The Bologna Process-as-undemocratic is back in the news. Times Higher Education reports my London School of Economics colleague Sacha Garben looking at the Bologna initiative as an academic lawyer, and concluding that it is undemocratic because it does not operate under the full process of European Union law. I, however, look at the Bologna Process as a political scientist. I have conventional political science concerns about the ideas behind a project and the institutional frame in which it operates.
My view is that democratic values would be better upheld if the distinctions were clearer as to the respects in which the EU and Bologna processes are separate.
Imagine the processes as two overlapping circles: a classic Venn diagram showing areas in common and areas that are distinct. The overlaps concern instruments. No problem. In my work I show a form of ping-pong operating to ensure that such processes as frameworks for recognition and quality assurance and the European Credit Transfer and Accumulation System (ECTS) do work to common ends.

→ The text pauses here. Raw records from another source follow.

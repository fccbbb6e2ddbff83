//! Token entries and the push-down token stack.
//!
//! Replacement lists, captured arguments and extension bodies are plain
//! vectors of entries; re-injection ahead of the tokenizer happens by
//! pushing a frame onto the stack. The next token any driver routine sees is
//! the head of the topmost non-empty frame, or a fresh tokenizer token when
//! the stack is empty.

use std::rc::Rc;

use bitflags::bitflags;
use cushion_lexer::Token;

bitflags! {
    /// Flags carried per entry.
    #[derive(Debug, Clone, Copy, PartialEq, Eq)]
    pub struct EntryFlags: u8 {
        /// Token came from a wrapped block, straight from source code.
        /// Disables the macro-replacement marking while it is replayed.
        const WRAPPED_BLOCK = 1 << 0;
        /// Preserves macro replacement info inside extension bodies, where
        /// the frame flag is no longer around at emission time.
        const INJECTED_MACRO_REPLACEMENT = 1 << 1;
    }
}

bitflags! {
    /// Flags carried per stack frame.
    #[derive(Debug, Clone, Copy, PartialEq, Eq)]
    pub struct FrameFlags: u8 {
        const MACRO_REPLACEMENT = 1 << 0;
    }
}

/// Where a token came from, for line markers and error messages.
#[derive(Debug, Clone, PartialEq, Eq)]
pub struct Origin {
    pub file: Rc<str>,
    pub line: u32,
}

impl Origin {
    pub fn new(file: Rc<str>, line: u32) -> Self {
        Self { file, line }
    }

    pub fn same_file(&self, other: &Origin) -> bool {
        Rc::ptr_eq(&self.file, &other.file) || self.file == other.file
    }
}

/// A token plus its origin and entry-level flags.
#[derive(Debug, Clone)]
pub struct TokenEntry {
    pub token: Token,
    pub origin: Origin,
    pub flags: EntryFlags,
}

impl TokenEntry {
    pub fn new(token: Token, origin: Origin) -> Self {
        Self {
            token,
            origin,
            flags: EntryFlags::empty(),
        }
    }
}

/// One frame of the lexer token stack.
#[derive(Debug)]
pub struct TokenFrame {
    entries: std::vec::IntoIter<TokenEntry>,
    pub flags: FrameFlags,
    pub last_popped_flags: EntryFlags,
}

impl TokenFrame {
    pub fn new(entries: Vec<TokenEntry>, flags: FrameFlags) -> Self {
        Self {
            entries: entries.into_iter(),
            flags,
            last_popped_flags: EntryFlags::empty(),
        }
    }

    pub fn next(&mut self) -> Option<TokenEntry> {
        let entry = self.entries.next()?;
        self.last_popped_flags = entry.flags;
        Some(entry)
    }
}

/// Metadata attached to every popped token.
#[derive(Debug, Clone)]
pub struct PopMeta {
    pub flags: FrameFlags,
    pub origin: Origin,
}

But are not the guiding ideas distinct? The EU priority is to use universities to support and strengthen the EU's growth and innovation strategy, whereas the Bologna Process emerged to develop higher education per se.
For a book that Bologna ministers will be given in their conference goody bag - and for which hopefully some university libraries will pay - Pavel Zgaga, of the University of Ljubljana, and I have reviewed the principles underpinning Bologna and EU higher education collaboration. A conclusion is that academic values in ministerial communiques are ambiguous. Politicians love to muddy the waters. They will do so again, if the leaks are correct. The priorities for the next three years may be worthy but will be social, such as requesting further help from the EU on loans for would-be master's students.

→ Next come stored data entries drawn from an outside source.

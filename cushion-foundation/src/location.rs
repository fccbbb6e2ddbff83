//! Source locations attached to tokens, errors and generated line markers.

use std::{fmt, rc::Rc};

/// A point in some source file, as tracked by the tokenizer.
///
/// File names are shared `Rc<str>` values because a single file name is
/// referenced by every token that originates from it, and `#line` can swap
/// the name mid-file without touching tokens that were already produced.
#[derive(Debug, Clone, PartialEq, Eq)]
pub struct SourceLocation {
    pub file: Rc<str>,
    pub line: u32,
    /// Column is only tracked while the tokenizer cursor is the source of
    /// truth; tokens replayed from macro replacement lists lose it.
    pub column: Option<u32>,
}

impl SourceLocation {
    pub fn new(file: Rc<str>, line: u32, column: Option<u32>) -> Self {
        Self { file, line, column }
    }

    /// Location used for errors that happen before any file is open.
    pub fn none() -> Self {
        Self {
            file: Rc::from("<no-file>"),
            line: 0,
            column: None,
        }
    }

    pub fn without_column(&self) -> Self {
        Self {
            file: Rc::clone(&self.file),
            line: self.line,
            column: None,
        }
    }
}

impl fmt::Display for SourceLocation {
    fn fmt(&self, f: &mut fmt::Formatter<'_>) -> fmt::Result {
        write!(f, "{}:{}:{}", self.file, self.line, self.column.unwrap_or(0))
    }
}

The ambiguity around academic values matters. We are seeing widening gaps between the values of university leadership and those of academics as higher education goes global and ever more commercial. A current and riveting case concerns the terms of the deal made by Yale University's governing body with the Singapore government to establish a liberal arts college, and the potential compromises with donors over freedom of research and speech (see the well-informed GlobalHigherEd blog by Kris Olds). Many would say that there are close analogies in UK universities, not least with the LSE over Libya and Saif al-Islam Gaddafi.
Shouldn't academics from different disciplines play their part and rally round as analysts rather than advocates? They have accumulated evidence on such democratic concerns as winning and losing in the Bologna Process, and the nature of respect for academic values. I hope THE will give them space.